This notebook preprocesses WAV files that have already had music removed (using the remove_music notebook) and turns them into mel-spectrograms, to then have prosody embeddings retrieved using a pre-trained model. 

The WAV files are split into different utterances using timestamps from transcriptions + forced alignment.
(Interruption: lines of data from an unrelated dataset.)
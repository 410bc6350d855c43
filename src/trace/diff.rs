use crate::runtime::{Cpu, NullBus, Snapshot, StepEvent};

/// First point at which two runs disagree.
#[derive(Clone, Copy, PartialEq, Eq, Debug)]
pub struct Divergence {
    /// 1-based step index of the diverging instruction.
    pub step: u64,
    pub a: Snapshot,
    pub b: Snapshot,
}

/// Drive two CPUs in lock step and report the first step after which their
/// register files differ. Returns `None` when both halt (or the limit runs
/// out) still in agreement.
///
/// Both sides run without I/O intercepts so the comparison stays
/// deterministic.
pub fn first_divergence(a: &mut Cpu, b: &mut Cpu, limit: u64) -> Option<Divergence> {
    let mut bus = NullBus;
    for step in 1..=limit {
        if a.halted && b.halted {
            return None;
        }
        let result_a = a.step(&mut bus);
        let result_b = b.step(&mut bus);
        if let (StepEvent::Illegal(_), StepEvent::Illegal(_)) =
            (result_a.event, result_b.event)
        {
            // Neither side can make progress
            return None;
        }
        let snap_a = a.snapshot();
        let snap_b = b.snapshot();
        if snap_a != snap_b {
            return Some(Divergence {
                step,
                a: snap_a,
                b: snap_b,
            });
        }
    }
    None
}
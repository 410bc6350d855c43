use std::iter::Peekable;
use std::vec::IntoIter;

use crate::error::{self, Diagnostic};
use crate::isa::{Reg, RegPair};
use crate::lexer::{self, DirKind, Token, TokenKind};
use crate::span::Span;

/// An operand expression: a literal value or a symbolic reference, resolved
/// against the symbol table during assembly.
#[derive(Clone, PartialEq, Eq, Debug)]
pub enum Expr {
    Num(u16, Span),
    Sym(String, Span),
}

impl Expr {
    pub fn span(&self) -> Span {
        match self {
            Expr::Num(_, span) | Expr::Sym(_, span) => *span,
        }
    }
}

#[derive(Clone, PartialEq, Eq, Debug)]
pub enum Operand {
    Reg(Reg, Span),
    Pair(RegPair, Span),
    Expr(Expr),
    /// String bytes; only DB accepts these.
    Str(Vec<u8>, Span),
}

impl Operand {
    pub fn span(&self) -> Span {
        match self {
            Operand::Reg(_, span) | Operand::Pair(_, span) | Operand::Str(_, span) => *span,
            Operand::Expr(expr) => expr.span(),
        }
    }
}

#[derive(Clone, PartialEq, Eq, Debug)]
pub enum StmtKind {
    LabelDef {
        name: String,
    },
    Directive {
        kind: DirKind,
        operands: Vec<Operand>,
    },
    /// `NAME EQU expr` — binds a constant without advancing the location
    /// counter, so it gets its own statement form.
    Equ {
        name: String,
        value: Expr,
    },
    Instruction {
        mnemonic: String,
        operands: Vec<Operand>,
    },
}

#[derive(Clone, PartialEq, Eq, Debug)]
pub struct Statement {
    pub kind: StmtKind,
    pub span: Span,
    pub line: u32,
}

/// Transforms source into a statement list. Lines that fail to lex or parse
/// contribute a diagnostic instead of a statement; parsing always reaches
/// the end of the file.
pub fn parse(src: &str) -> (Vec<Statement>, Vec<Diagnostic>) {
    let (lines, mut diagnostics) = lexer::tokenize(src);
    let mut statements = Vec::new();

    for (idx, tokens) in lines.into_iter().enumerate() {
        let line = idx as u32 + 1;
        match parse_line(tokens, line) {
            Ok(mut stmts) => statements.append(&mut stmts),
            Err(diag) => diagnostics.push(diag),
        }
    }

    (statements, diagnostics)
}

fn line_span(tokens: &[Token]) -> Span {
    tokens
        .iter()
        .fold(Span::dummy(), |acc, tok| acc.join(tok.span))
}

/// A line is `[label:] [directive | instruction] [; comment]`, or an EQU
/// binding `NAME [:] EQU expr`.
fn parse_line(tokens: Vec<Token>, line: u32) -> Result<Vec<Statement>, Diagnostic> {
    if tokens.is_empty() {
        return Ok(vec![]);
    }
    let span = line_span(&tokens);
    let mut stmts = Vec::new();
    let mut toks = tokens.into_iter().peekable();

    // Leading `name:` or `name EQU`
    let mut label: Option<(String, Span)> = None;
    if let Some(TokenKind::Ident(_)) = toks.peek().map(|t| &t.kind) {
        let tok = toks.next().unwrap();
        let name = match tok.kind {
            TokenKind::Ident(name) => name,
            _ => unreachable!(),
        };
        match toks.peek().map(|t| &t.kind) {
            Some(TokenKind::Colon) => {
                toks.next();
                label = Some((name, tok.span));
            }
            Some(TokenKind::Directive(DirKind::Equ)) => {
                toks.next();
                return parse_equ(name, toks, span, line);
            }
            // Unknown mnemonic position: parse it like an instruction and
            // let the assembler report it, keeping later addresses stable
            _ => {
                stmts.push(Statement {
                    kind: StmtKind::Instruction {
                        mnemonic: name,
                        operands: parse_operands(&mut toks, &tok.span)?,
                    },
                    span,
                    line,
                });
                return Ok(stmts);
            }
        }
    }

    if let Some((name, name_span)) = label {
        // `name: EQU expr` binds the label name instead
        if let Some(TokenKind::Directive(DirKind::Equ)) = toks.peek().map(|t| &t.kind) {
            toks.next();
            return parse_equ(name, toks, span, line);
        }
        stmts.push(Statement {
            kind: StmtKind::LabelDef { name },
            span: name_span,
            line,
        });
    }

    let Some(head) = toks.next() else {
        return Ok(stmts);
    };

    let kind = match head.kind {
        TokenKind::Mnemonic(mnemonic) => StmtKind::Instruction {
            mnemonic,
            operands: parse_operands(&mut toks, &head.span)?,
        },
        // Not a known mnemonic; parse operands anyway so the assembler can
        // diagnose it while keeping later addresses stable
        TokenKind::Ident(mnemonic) => StmtKind::Instruction {
            mnemonic,
            operands: parse_operands(&mut toks, &head.span)?,
        },
        TokenKind::Directive(kind) => StmtKind::Directive {
            kind,
            operands: parse_operands(&mut toks, &head.span)?,
        },
        other => {
            return Err(error::parse_unexpected(
                head.span,
                "an instruction, directive, or label",
                &other.to_string(),
            ))
        }
    };

    stmts.push(Statement { kind, span, line });
    Ok(stmts)
}

fn parse_equ(
    name: String,
    mut toks: Peekable<IntoIter<Token>>,
    span: Span,
    line: u32,
) -> Result<Vec<Statement>, Diagnostic> {
    let value = match toks.next() {
        Some(tok) => match tok.kind {
            TokenKind::Int(val) => Expr::Num(val, tok.span),
            TokenKind::Ident(sym) => Expr::Sym(sym, tok.span),
            other => {
                return Err(error::parse_unexpected(
                    tok.span,
                    "a constant or symbol",
                    &other.to_string(),
                ))
            }
        },
        None => return Err(error::parse_missing_operand(span, "EQU")),
    };
    if let Some(extra) = toks.next() {
        return Err(error::parse_extra_operand(extra.span));
    }
    Ok(vec![Statement {
        kind: StmtKind::Equ { name, value },
        span,
        line,
    }])
}

/// Comma-separated operand list running to end of line.
fn parse_operands(
    toks: &mut Peekable<IntoIter<Token>>,
    head_span: &Span,
) -> Result<Vec<Operand>, Diagnostic> {
    let mut operands = Vec::new();
    if toks.peek().is_none() {
        return Ok(operands);
    }

    loop {
        operands.push(parse_operand(toks, head_span)?);
        match toks.next() {
            None => return Ok(operands),
            Some(tok) if tok.kind == TokenKind::Comma => continue,
            Some(tok) => return Err(error::parse_extra_operand(tok.span)),
        }
    }
}

fn parse_operand(
    toks: &mut Peekable<IntoIter<Token>>,
    head_span: &Span,
) -> Result<Operand, Diagnostic> {
    let Some(tok) = toks.next() else {
        return Err(error::parse_missing_operand(*head_span, "this statement"));
    };
    match tok.kind {
        TokenKind::Reg(reg) => Ok(Operand::Reg(reg, tok.span)),
        TokenKind::Pair(pair) => Ok(Operand::Pair(pair, tok.span)),
        TokenKind::Int(val) => Ok(Operand::Expr(Expr::Num(val, tok.span))),
        TokenKind::Ident(sym) => Ok(Operand::Expr(Expr::Sym(sym, tok.span))),
        TokenKind::Str(bytes) => Ok(Operand::Str(bytes, tok.span)),
        other => Err(error::parse_unexpected(
            tok.span,
            "an operand",
            &other.to_string(),
        )),
    }
}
Each utterance has a mel-spectrogram saved, so each WAV file has multiple mel-spectrograms associated.

In [0]:
from google.colab import drive

drive.mount('/content/gdrive')
!git clone https://github.com/syang1993/gst-tacotron.git

Go to this URL in a browser: https://accounts.google.com/o/oauth2/auth?client_id=947318989803-6bn6qk8qdgf4n4g3pfee6491hc0brc4i.apps.googleusercontent.com&redirect_uri=urn%3aietf%3awg%3aoauth%3a2.0%3aoob&response_type=code&scope=email%20https%3a%2f%2fwww.googleapis.com%2fauth%2fdocs.test%20https%3a%2f%2fwww.googleapis.com%2fauth%2fdrive%20https%3a%2f%2fwww.googleapis.com%2fauth%2fdrive.photos.readonly%20https%3a%2f%2fwww.googleapis.com%2fauth%2fpeopleapi.readonly

Enter your authorization code:
··········
Mounted at /content/gdrive
Cloning into 'gst-tacotron'...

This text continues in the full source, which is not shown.